Suppose that someone is a victim of police misconduct and the officer who was on duty at the time is eventually found guilty of police misconduct. Usually the victim walks out with award money (lawsuit or from suing an officer). Let's say the crime the officer committed was a felony or the victim isn't satisfied with the amount of money offered to them. Can they request that the alleged officer receive a (hefty) prison sentence rather than being awarded money of some kind? (Referring to U.S.)

2 Answers 2


There is no crime of "police misconduct" in the US, but murder or theft are certainly crimes which would qualify as "police misconduct". To take a real case, an officer in Georgia was convicted of aggravated assault, violating oath of office, and making a false statement (not murder, though he did kill the victim).
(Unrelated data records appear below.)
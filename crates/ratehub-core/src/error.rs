//! Unified application error types for RateHub.
//!
//! All crates map their internal errors into [`AppError`] for consistent
//! propagation through the ? operator.

use std::fmt;
use thiserror::Error;

/// Top-level error kind categorization used across the entire application.
#[derive(Debug, Clone, Copy, PartialEq, Eq, Hash, serde::Serialize, serde::Deserialize)]
pub enum ErrorKind {
    /// Input validation failed.
    Validation,
    /// Authentication failed (missing/invalid credentials or token).
    Unauthorized,
    /// The caller is authenticated but lacks the required role.
    Forbidden,
    /// The requested resource was not found.
    NotFound,
    /// A conflict occurred (duplicate email, duplicate rating, etc.).
    Conflict,
    /// A database error occurred.
    Database,
    /// A configuration error occurred.
    Configuration,
    /// An internal server error occurred.
    Internal,
}

impl fmt::Display for ErrorKind {
    fn fmt(&self, f: &mut fmt::Formatter<'_>) -> fmt::Result {
        match self {
            Self::Validation => write!(f, "VALIDATION"),
            Self::Unauthorized => write!(f, "UNAUTHORIZED"),
            Self::Forbidden => write!(f, "FORBIDDEN"),
            Self::NotFound => write!(f, "NOT_FOUND"),
            Self::Conflict => write!(f, "CONFLICT"),
            Self::Database => write!(f, "DATABASE"),
            Self::Configuration => write!(f, "CONFIGURATION"),
            Self::Internal => write!(f, "INTERNAL"),
        }
    }
}

/// The unified application error used throughout RateHub.
///
/// All crate-specific errors are mapped into `AppError` using `From` impls
/// or explicit `.map_err()` calls. This provides a single error type for
/// the entire application boundary.
#[derive(Debug, Error)]
#[error("{kind}: {message}")]
pub struct AppError {
    /// The category of error.
    pub kind: ErrorKind,
    /// A human-readable error message.
    pub message: String,
    /// Optional structured details (e.g. per-field validation messages).
    pub details: Option<serde_json::Value>,
    /// Optional underlying cause.
    #[source]
    pub source: Option<Box<dyn std::error::Error + Send + Sync>>,
}

impl AppError {
    /// Create a new application error.
    pub fn new(kind: ErrorKind, message: impl Into<String>) -> Self {
        Self {
            kind,
            message: message.into(),
            details: None,
            source: None,
        }
    }

    /// Create a new application error with an underlying cause.
    pub fn with_source(
        kind: ErrorKind,
        message: impl Into<String>,
        source: impl std::error::Error + Send + Sync + 'static,
    ) -> Self {
        Self {
            kind,
            message: message.into(),
            details: None,
            source: Some(Box::new(source)),
        }
    }

    /// Attach structured details to this error.
    pub fn with_details(mut self, details: serde_json::Value) -> Self {
        self.details = Some(details);
        self
    }

    /// Create a validation error.
    pub fn validation(message: impl Into<String>) -> Self {
        Self::new(ErrorKind::Validation, message)
    }

    /// Create an unauthorized error.
    pub fn unauthorized(message: impl Into<String>) -> Self {
        Self::new(ErrorKind::Unauthorized, message)
    }

    /// Create a forbidden error.
    pub fn forbidden(message: impl Into<String>) -> Self {
        Self::new(ErrorKind::Forbidden, message)
    }

    /// Create a not-found error.
    pub fn not_found(message: impl Into<String>) -> Self {
        Self::new(ErrorKind::NotFound, message)
    }

    /// Create a conflict error.
    pub fn conflict(message: impl Into<String>) -> Self {
        Self::new(ErrorKind::Conflict, message)
    }

    /// Create a database error.
    pub fn database(message: impl Into<String>) -> Self {
        Self::new(ErrorKind::Database, message)
    }

    /// Create a configuration error.
    pub fn configuration(message: impl Into<String>) -> Self {
        Self::new(ErrorKind::Configuration, message)
    }

    /// Create an internal error.
    pub fn internal(message: impl Into<String>) -> Self {
        Self::new(ErrorKind::Internal, message)
    }
}

impl Clone for AppError {
    fn clone(&self) -> Self {
        Self {
            kind: self.kind,
            message: self.message.clone(),
            details: self.details.clone(),
            source: None,
        }
    }
}

impl From<serde_json::Error> for AppError {
    fn from(err: serde_json::Error) -> Self {
        Self::with_source(
            ErrorKind::Internal,
            format!("JSON serialization error: {err}"),
            err,
        )
    }
}

impl From<std::io::Error> for AppError {
    fn from(err: std::io::Error) -> Self {
        Self::with_source(ErrorKind::Internal, format!("I/O error: {err}"), err)
    }
}

impl From<config::ConfigError> for AppError {
    fn from(err: config::ConfigError) -> Self {
        Self::with_source(
            ErrorKind::Configuration,
            format!("Configuration error: {err}"),
            err,
        )
    }
}
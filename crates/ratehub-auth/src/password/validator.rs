//! Password policy enforcement for new passwords.

use ratehub_core::config::AuthConfig;
use ratehub_core::error::AppError;

/// Validates password strength against configured policies.
///
/// The policy requires a length within the configured bounds, at least
/// one uppercase letter, and at least one special character.
#[derive(Debug, Clone)]
pub struct PasswordValidator {
    /// Minimum password length.
    min_length: usize,
    /// Maximum password length.
    max_length: usize,
}

impl PasswordValidator {
    /// Creates a new validator from auth configuration.
    pub fn new(config: &AuthConfig) -> Self {
        Self {
            min_length: config.password_min_length,
            max_length: config.password_max_length,
        }
    }

    /// Validates a password against all configured policies.
    ///
    /// Returns `Ok(())` if the password meets all requirements,
    /// or an error describing the first violation found.
    pub fn validate(&self, password: &str) -> Result<(), AppError> {
        if password.chars().count() < self.min_length {
            return Err(AppError::validation(format!(
                "Password must be at least {} characters",
                self.min_length
            )));
        }

        if password.chars().count() > self.max_length {
            return Err(AppError::validation(format!(
                "Password must be at most {} characters",
                self.max_length
            )));
        }

        if !password.chars().any(|c| c.is_uppercase()) {
            return Err(AppError::validation(
                "Password must contain at least one uppercase letter",
            ));
        }

        if !password.chars().any(|c| !c.is_alphanumeric()) {
            return Err(AppError::validation(
                "Password must contain at least one special character",
            ));
        }

        Ok(())
    }
}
In principle, he would also be liable in a lawsuit by the victim's family. However, these would be separate legal processes, the criminal prosecution being conducted by and at the discretion of the government prosecutor, and the monetary lawsuit being conducted by and at the discretion of the victim's family (on behalf of the victim).

It is possible that an officer will be convicted yet not found civilly liable, or vice versa; or both, or neither. The victim (or family) doesn't necessarily have any connection to the criminal case, although they typically can testify during the sentencing phase. In some jurisdictions (e.g. California), the victim has a right to testify at a sentencing hearing.

The result of a lawsuit can never be imprisonment – that has to come from criminal prosecution, and criminal prosecution does not result in a monetary reward to the victim (any criminal fine goes to the government).


For a police officer, there's a usually a difference between "misconduct" and "committing a crime", and another difference between "committing a crime" and "committing a crime that gets you sent to jail".

If the misconduct was actually such that it was a crime that would be punished by jail time, and if there was good evidence for it, then I would assume that the police would investigate it and eventually arrest this officer, take him to court, convict him, and send him to jail.

Whether the victim is satisfied with the money they received doesn't really matter. And nobody will send the police officer to jail because the victim demands it - the police officer will go to jail if a prosecutor thinks he should, and a judge or jury agrees. Independent of whether the victim demands it or not.